The Right's Man
Paul Krugman
NY Times
It's time for some straight talk about John McCain. He isn't a moderate. He's much less of a maverick than you'd think. And he isn't the straight talker he claims to be.
Mr. McCain's reputation as a moderate may be based on his former opposition to the Bush tax cuts. In 2001 he declared, "I cannot in good conscience support a tax cut in which so many of the benefits go to the most fortunate among us."

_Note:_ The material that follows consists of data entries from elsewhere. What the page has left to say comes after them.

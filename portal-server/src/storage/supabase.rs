use async_trait::async_trait;
use reqwest::header::CONTENT_TYPE;

use super::{Storage, StorageError, check_key, join_url};

/// Supabase Storage bucket, accessed through the storage REST API
pub struct SupabaseStorage {
    client: reqwest::Client,
    base_url: String,
    key: String,
    bucket: String,
}

impl SupabaseStorage {
    pub fn new(client: reqwest::Client, base_url: String, key: String, bucket: String) -> Self {
        Self {
            client,
            base_url: base_url.trim_end_matches('/').to_string(),
            key,
            bucket,
        }
    }

    fn classify_failure(&self, key: &str, status: u16, body: String) -> StorageError {
        if body.contains("Bucket not found") {
            return StorageError::BucketMissing(self.bucket.clone());
        }
        if status == 409 || body.contains("Duplicate") || body.contains("already exists") {
            return StorageError::AlreadyExists(key.to_string());
        }
        StorageError::Rejected {
            status,
            message: body,
        }
    }
}

#[async_trait]
impl Storage for SupabaseStorage {
    async fn put(&self, key: &str, bytes: Vec<u8>, content_type: &str) -> Result<(), StorageError> {
        check_key(key)?;
        let url = join_url(
            &self.base_url,
            &["storage", "v1", "object", &self.bucket, key],
        )?;

        let response = self
            .client
            .post(url)
            .bearer_auth(&self.key)
            .header("apikey", &self.key)
            .header(CONTENT_TYPE, content_type)
            .header("x-upsert", "false")
            .body(bytes)
            .send()
            .await?;

        let status = response.status();
        if status.is_success() {
            tracing::debug!("Stored {} in bucket {}", key, self.bucket);
            return Ok(());
        }

        let body = response
            .text()
            .await
            .unwrap_or_else(|_| "Unknown error".to_string());
        Err(self.classify_failure(key, status.as_u16(), body))
    }

    fn public_url(&self, key: &str) -> Result<String, StorageError> {
        check_key(key)?;
        let url = join_url(
            &self.base_url,
            &["storage", "v1", "object", "public", &self.bucket, key],
        )?;
        Ok(url.to_string())
    }
}

#[cfg(test)]
mod tests {
    use super::*;
    use httpmock::prelude::*;

    fn storage_for(server: &MockServer) -> SupabaseStorage {
        SupabaseStorage::new(
            reqwest::Client::new(),
            server.base_url(),
            "service-key".to_string(),
            "portals".to_string(),
        )
    }

    #[tokio::test]
    async fn test_put_sends_object() {
        let server = MockServer::start_async().await;
        let mock = server.mock(|when, then| {
            when.method(POST)
                .path("/storage/v1/object/portals/1-a.png")
                .header("authorization", "Bearer service-key")
                .header("apikey", "service-key")
                .header("content-type", "image/png")
                .header("x-upsert", "false");
            then.status(200).json_body(serde_json::json!({ "Key": "portals/1-a.png" }));
        });

        let storage = storage_for(&server);
        storage.put("1-a.png", b"png".to_vec(), "image/png").await.unwrap();

        mock.assert();
    }

    #[tokio::test]
    async fn test_missing_bucket_is_reported() {
        let server = MockServer::start_async().await;
        server.mock(|when, then| {
            when.method(POST).path("/storage/v1/object/portals/1-a.png");
            then.status(400).json_body(serde_json::json!({
                "statusCode": "404",
                "error": "Bucket not found",
                "message": "Bucket not found"
            }));
        });

        let storage = storage_for(&server);
        let err = storage
            .put("1-a.png", b"png".to_vec(), "image/png")
            .await
            .unwrap_err();
        assert!(matches!(err, StorageError::BucketMissing(bucket) if bucket == "portals"));
    }

    #[tokio::test]
    async fn test_other_failures_keep_status() {
        let server = MockServer::start_async().await;
        server.mock(|when, then| {
            when.method(POST).path("/storage/v1/object/portals/1-a.png");
            then.status(500).body("boom");
        });

        let storage = storage_for(&server);
        let err = storage
            .put("1-a.png", b"png".to_vec(), "image/png")
            .await
            .unwrap_err();
        assert!(matches!(err, StorageError::Rejected { status: 500, .. }));
    }

    #[test]
    fn test_public_url() {
        let storage = SupabaseStorage::new(
            reqwest::Client::new(),
            "https://proj.supabase.co/".to_string(),
            "k".to_string(),
            "portals".to_string(),
        );
        assert_eq!(
            storage.public_url("1-a b.png").unwrap(),
            "https://proj.supabase.co/storage/v1/object/public/portals/1-a%20b.png"
        );
    }
}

But now - at a time of huge budget deficits and an expensive war, when the case against tax cuts for the rich is even stronger - Mr. McCain is happy to shower benefits on the most fortunate. He recently voted to extend tax cuts on dividends and capital gains, an action that will worsen the budget deficit while mainly benefiting people with very high incomes.
When it comes to foreign policy, Mr. McCain was never moderate. During the 2000 campaign he called for a policy of "rogue state rollback," anticipating the "Bush doctrine" of pre-emptive war unveiled two years later. Mr. McCain called for a systematic effort to overthrow nasty regimes even if they posed no imminent threat to the United States; he singled out Iraq, Libya and North Korea. Mr. McCain's aggressive views on foreign policy, and his expressed willingness, almost eagerness, to commit U.S. ground forces overseas, explain why he, not George W. Bush, was the favored candidate of neoconservative pundits such as William Kristol of The Weekly Standard.

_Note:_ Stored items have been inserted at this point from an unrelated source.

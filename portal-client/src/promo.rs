//! Promo code endpoint

use reqwest::StatusCode;

use crate::PortalClient;
use crate::error::{ClientError, Result};
use portal_core::dto::promo::{PromoRequest, PromoResponse};

impl PortalClient {
    /// Check whether a promo code is accepted
    ///
    /// A rejected code is answered with 400 `{"valid": false}`, which is
    /// reported as `Ok(false)` rather than an error.
    pub async fn validate_promo(&self, code: &str) -> Result<bool> {
        let url = format!("{}/api/validate-promo", self.base_url);
        let req = PromoRequest {
            code: Some(code.to_string()),
        };
        let response = self.client.post(&url).json(&req).send().await?;

        if response.status() == StatusCode::BAD_REQUEST {
            let text = response.text().await?;
            return match serde_json::from_str::<PromoResponse>(&text) {
                Ok(body) => Ok(body.valid),
                Err(_) => Err(ClientError::from_body(400, &text)),
            };
        }

        let body: PromoResponse = self.handle_response(response).await?;
        Ok(body.valid)
    }
}
//! Portal Repository
//!
//! Handles all database operations related to portals.

use chrono::{DateTime, Utc};
use portal_core::domain::portal::{PassMeta, Portal};
use serde_json::Value;
use sqlx::PgPool;

// Older tables may store views as INTEGER or allow NULLs
const PORTAL_COLUMNS: &str = "id, payload, pass_salt, pass_hash, pass_iterations, pass_digest, \
     COALESCE(views, 0)::BIGINT AS views, created_at";

/// Insert a portal or overwrite the payload and passcode of an existing one
///
/// View count and creation time of an existing row are kept.
pub async fn upsert(
    pool: &PgPool,
    id: &str,
    payload: &Value,
    pass: Option<&PassMeta>,
) -> Result<(), sqlx::Error> {
    let iterations = iterations_column(pass)?;

    sqlx::query(
        r#"
        INSERT INTO portals (id, payload, pass_salt, pass_hash, pass_iterations, pass_digest)
        VALUES ($1, $2, $3, $4, $5, $6)
        ON CONFLICT (id) DO UPDATE SET
            payload = EXCLUDED.payload,
            pass_salt = EXCLUDED.pass_salt,
            pass_hash = EXCLUDED.pass_hash,
            pass_iterations = EXCLUDED.pass_iterations,
            pass_digest = EXCLUDED.pass_digest
        "#,
    )
    .bind(id)
    .bind(payload)
    .bind(pass.and_then(|p| p.salt.as_deref()))
    .bind(pass.map(|p| p.hash.as_str()))
    .bind(iterations)
    .bind(pass.and_then(|p| p.digest.as_deref()))
    .execute(pool)
    .await?;

    Ok(())
}

/// Insert a bare portal row with no passcode
pub async fn insert_raw(pool: &PgPool, id: &str, payload: &Value) -> Result<(), sqlx::Error> {
    sqlx::query("INSERT INTO portals (id, payload) VALUES ($1, $2)")
        .bind(id)
        .bind(payload)
        .execute(pool)
        .await?;

    Ok(())
}

/// Find a portal by ID
pub async fn find_by_id(pool: &PgPool, id: &str) -> Result<Option<Portal>, sqlx::Error> {
    let row = sqlx::query_as::<_, PortalRow>(&format!(
        "SELECT {} FROM portals WHERE id = $1",
        PORTAL_COLUMNS
    ))
    .bind(id)
    .fetch_optional(pool)
    .await?;

    Ok(row.map(|r| r.into()))
}

/// Atomically bump the view counter, returning the new count
///
/// Returns `None` when the portal no longer exists.
pub async fn increment_views(pool: &PgPool, id: &str) -> Result<Option<i64>, sqlx::Error> {
    sqlx::query_scalar::<_, i64>(
        "UPDATE portals SET views = COALESCE(views, 0) + 1 WHERE id = $1 RETURNING views::BIGINT",
    )
    .bind(id)
    .fetch_optional(pool)
    .await
}

/// Most recently created portals, newest first
pub async fn list_recent(pool: &PgPool, limit: i64) -> Result<Vec<Portal>, sqlx::Error> {
    let rows = sqlx::query_as::<_, PortalRow>(&format!(
        "SELECT {} FROM portals ORDER BY created_at DESC NULLS LAST LIMIT $1",
        PORTAL_COLUMNS
    ))
    .bind(limit)
    .fetch_all(pool)
    .await?;

    Ok(rows.into_iter().map(|r| r.into()).collect())
}

/// List all portals
pub async fn list_all(pool: &PgPool) -> Result<Vec<Portal>, sqlx::Error> {
    let rows = sqlx::query_as::<_, PortalRow>(&format!(
        "SELECT {} FROM portals ORDER BY created_at DESC NULLS LAST",
        PORTAL_COLUMNS
    ))
    .fetch_all(pool)
    .await?;

    Ok(rows.into_iter().map(|r| r.into()).collect())
}

/// All portal IDs
pub async fn list_ids(pool: &PgPool) -> Result<Vec<String>, sqlx::Error> {
    sqlx::query_scalar::<_, String>("SELECT id FROM portals ORDER BY id")
        .fetch_all(pool)
        .await
}

/// Replace the payload of a portal
pub async fn update_payload(pool: &PgPool, id: &str, payload: &Value) -> Result<bool, sqlx::Error> {
    let result = sqlx::query("UPDATE portals SET payload = $1 WHERE id = $2")
        .bind(payload)
        .bind(id)
        .execute(pool)
        .await?;

    Ok(result.rows_affected() > 0)
}

/// Current database server time, used as a connectivity check
pub async fn ping(pool: &PgPool) -> Result<DateTime<Utc>, sqlx::Error> {
    sqlx::query_scalar::<_, DateTime<Utc>>("SELECT NOW()")
        .fetch_one(pool)
        .await
}

/// `pass_iterations` is an INTEGER column; counts beyond it are refused
fn iterations_column(pass: Option<&PassMeta>) -> Result<Option<i32>, sqlx::Error> {
    pass.and_then(|p| p.iterations)
        .map(i32::try_from)
        .transpose()
        .map_err(|e| sqlx::Error::Encode(Box::new(e)))
}

// =============================================================================
// Database Row Types
// =============================================================================

#[derive(sqlx::FromRow)]
struct PortalRow {
    id: String,
    payload: Value,
    pass_salt: Option<String>,
    pass_hash: Option<String>,
    pass_iterations: Option<i32>,
    pass_digest: Option<String>,
    views: i64,
    created_at: Option<DateTime<Utc>>,
}

impl From<PortalRow> for Portal {
    fn from(row: PortalRow) -> Self {
        let pass = row.pass_hash.filter(|h| !h.is_empty()).map(|hash| PassMeta {
            salt: row.pass_salt,
            hash,
            iterations: row
                .pass_iterations
                .and_then(|i| u32::try_from(i).ok()),
            digest: row.pass_digest,
        });

        Portal {
            id: row.id,
            payload: row.payload,
            pass,
            views: row.views,
            created_at: row.created_at,
        }
    }
}

#[cfg(test)]
mod tests {
    use super::*;

    fn meta(iterations: Option<u32>) -> PassMeta {
        PassMeta {
            salt: Some("ab12".to_string()),
            hash: "ff".to_string(),
            iterations,
            digest: Some("sha256".to_string()),
        }
    }

    #[test]
    fn test_iterations_column() {
        assert_eq!(iterations_column(None).unwrap(), None);
        assert_eq!(iterations_column(Some(&meta(None))).unwrap(), None);
        assert_eq!(
            iterations_column(Some(&meta(Some(200_000)))).unwrap(),
            Some(200_000)
        );
    }

    #[test]
    fn test_iterations_column_refuses_overflow() {
        let result = iterations_column(Some(&meta(Some(u32::MAX))));
        assert!(matches!(result, Err(sqlx::Error::Encode(_))));
    }
}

Would Mr. McCain, like Mr. Bush, have found some pretext for invading Iraq? We'll never know. But Mr. McCain still thinks the war was a good idea, and he rejects any attempt to extricate ourselves from the quagmire. "If success requires an increase in American troop levels in 2006," he wrote last year, "then we must increase our numbers there." He didn't explain where the overstretched U.S. military is supposed to find these troops.
When it comes to social issues, Mr. McCain, who once called Pat Robertson and Jerry Falwell "agents of intolerance," met with Mr. Falwell late last year. Perhaps as a result, he is now taking positions friendly to the religious right. Most notably, Mr. McCain's spokesperson says that he would have signed South Dakota's extremist new anti-abortion law.